CEUS spleen injury follow-up in adult patients is considered a promising imaging modality [10]. Previous studies showed that CEUS can detect active bleeding [16, 22] or demonstrated the usefulness of performing one or two CEUS during follow-up [24, 25]. Some other studies reported the usefulness of performing a follow-up CT scan 48 or 72 h after admission in patients with grade ≥ II in order to diagnose a possible PSA development [4, 25, 26].

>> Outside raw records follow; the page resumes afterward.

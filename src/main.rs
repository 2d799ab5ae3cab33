// src/main.rs

use anyhow::Result;
use clap::{CommandFactory, Parser};

mod cli;
mod commands;

use cli::{Cli, Commands};

fn main() -> Result<()> {
    // Initialize tracing subscriber for logging
    tracing_subscriber::fmt()
        .with_env_filter(
            tracing_subscriber::EnvFilter::try_from_default_env()
                .unwrap_or_else(|_| tracing_subscriber::EnvFilter::new("info")),
        )
        .init();

    let cli = Cli::parse();

    match cli.command {
        Some(Commands::Cook {
            recipe,
            output_dir,
            source_cache,
            jobs,
            timeout,
            keep_builddir,
            check_requirements,
        }) => commands::cmd_cook(
            &recipe,
            &commands::CookOptions {
                output_dir,
                source_cache,
                jobs,
                timeout,
                keep_builddir,
                check_requirements,
            },
        ),

        Some(Commands::Fetch {
            recipe,
            source_cache,
        }) => commands::cmd_fetch(&recipe, source_cache.as_deref()),

        Some(Commands::Lint { recipe }) => commands::cmd_lint(&recipe),

        Some(Commands::Render { recipe, json }) => commands::cmd_render(&recipe, json),

        Some(Commands::Bump { recipe }) => commands::cmd_bump(&recipe),

        Some(Commands::Completions { shell }) => commands::cmd_completions(shell),

        None => {
            Cli::command().print_help()?;
            println!();
            Ok(())
        }
    }
}
// src/recipe/kitchen/config.rs

//! Configuration types for the Kitchen build system

use crate::hash::Sha256Hash;
use std::fmt;
use std::path::PathBuf;
use std::time::Duration;

use super::resolver::ResolutionResult;

/// Pipeline phases, in the order they run
///
/// Each phase is terminal on failure: a failed phase stops the pipeline and
/// nothing after it runs.
#[derive(Debug, Clone, Copy, PartialEq, Eq, Hash, PartialOrd, Ord)]
pub enum Phase {
    /// Parse-time and semantic checks of the recipe record
    Validate,
    /// Download the source and verify its digest
    Fetch,
    /// Resolve requirements, unpack, run the build script, package
    Build,
    /// Run the test script against the packaged artifact
    Test,
    /// Move the artifact and its metadata into the output directory
    Publish,
}

impl Phase {
    /// All phases in pipeline order
    pub const ALL: [Phase; 5] = [
        Phase::Validate,
        Phase::Fetch,
        Phase::Build,
        Phase::Test,
        Phase::Publish,
    ];

    /// Get the phase name as a string
    pub fn as_str(&self) -> &'static str {
        match self {
            Phase::Validate => "validate",
            Phase::Fetch => "fetch",
            Phase::Build => "build",
            Phase::Test => "test",
            Phase::Publish => "publish",
        }
    }
}

impl fmt::Display for Phase {
    fn fmt(&self, f: &mut fmt::Formatter<'_>) -> fmt::Result {
        f.write_str(self.as_str())
    }
}

/// Configuration for the Kitchen
#[derive(Debug, Clone)]
pub struct KitchenConfig {
    /// Directory for downloaded sources, keyed by digest
    pub source_cache: PathBuf,
    /// Parent directory for build sandboxes (system temp dir when unset)
    pub build_root: Option<PathBuf>,
    /// Timeout for the build script and the test script, each
    pub timeout: Duration,
    /// Timeout for a single source download
    pub download_timeout: Duration,
    /// Number of parallel jobs exported to build scripts
    pub jobs: u32,
    /// Keep build directory after completion (for debugging)
    pub keep_builddir: bool,
}

impl Default for KitchenConfig {
    fn default() -> Self {
        let jobs = std::thread::available_parallelism()
            .map(|p| p.get() as u32)
            .unwrap_or(4);

        let source_cache = dirs::cache_dir()
            .unwrap_or_else(std::env::temp_dir)
            .join("cookbook")
            .join("sources");

        Self {
            source_cache,
            build_root: None,
            timeout: Duration::from_secs(3600), // 1 hour
            download_timeout: Duration::from_secs(300),
            jobs,
            keep_builddir: false,
        }
    }
}

/// Result of cooking a recipe
#[derive(Debug)]
pub struct CookResult {
    /// Path to the published artifact
    pub artifact_path: PathBuf,
    /// Path to the metadata sidecar next to the artifact
    pub metadata_path: PathBuf,
    /// Fingerprint of the recipe record that produced the artifact
    pub fingerprint: Sha256Hash,
    /// Build log
    pub log: String,
    /// Warnings generated during validation and build
    pub warnings: Vec<String>,
    /// Requirement resolution result (if a resolver was configured)
    pub requirements: Option<ResolutionResult>,
    /// Phases that completed, in order
    pub phases: Vec<Phase>,
    /// Build directory, if it was kept
    pub build_dir: Option<PathBuf>,
}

In the present study, all delayed splenic injury complications were diagnosed in the first 7 days after trauma, and none occurred in AAST-SIS grade I spleen injuries. This study demonstrate that CEUS is a valuable imaging modality that could be performed during splenic injury follow-up; in fact, splenic injury complications could be promptly diagnosed and embolized before a splenectomy would be necessary. This is particularly useful during the first 7 days after trauma in patients with AAST-SIS grade ≥ II, when complications are more probably to occur [9]. According to a recent literature review, routine imaging follow-up CT scans may not be indicated in asymptomatic patients with lower grade blunt splenic injuries in order to avoid a lot of unuseful CT scans [13]. It is widely recognized that CT is the best imaging modality in adult patients with blunt abdominal trauma to be performed in the emergency department. However, CEUS could replace CT as a follow-up imaging modality in patients who need to reevaluate splenic injuries. CEUS is a radiation-free imaging modality, and it is noteworthy taking into account that spleen injury often occurs in young adults and middle-aged adults. CEUS allows to perform serial spleen injury evaluation at short time intervals, and our study results strongly support the use of CEUS as a follow-up imaging modality of splenic injury. In fact CEUS is safe, relatively cheap, and can be performed at the patient’s bedside in critical-ill patients, such as in intensive care unit (ICU) ones. Spleen injury complications could occur at any time—particularly in the first seven days after trauma—but they are not so frequent to justify several CT scans. Therefore, we could affirm that CEUS could fill a gap in diagnostic imaging, and that it could represent the reference imaging modality in splenic injury follow-up. We do not have the haughtiness to think that the study cohort could be the representative of all the patient cohorts in other hospitals, but we think that the use of an imaging modality like CEUS could be used at least in the first seven days after trauma in patients with AAST-SIS grade ≥ II at pre-established intervals (e.g., 1–3–7 days after trauma) in order to diagnose DSVI and DAE, and to reduce CT scans.

This study has some limitations: It is a single-institute analysis, and the study population is small. However, to our knowledge, this is the first study which evaluated CEUS efficacy in diagnosing DSVI and DAE with respect to CT and DSA performing many serial CEUS examinations.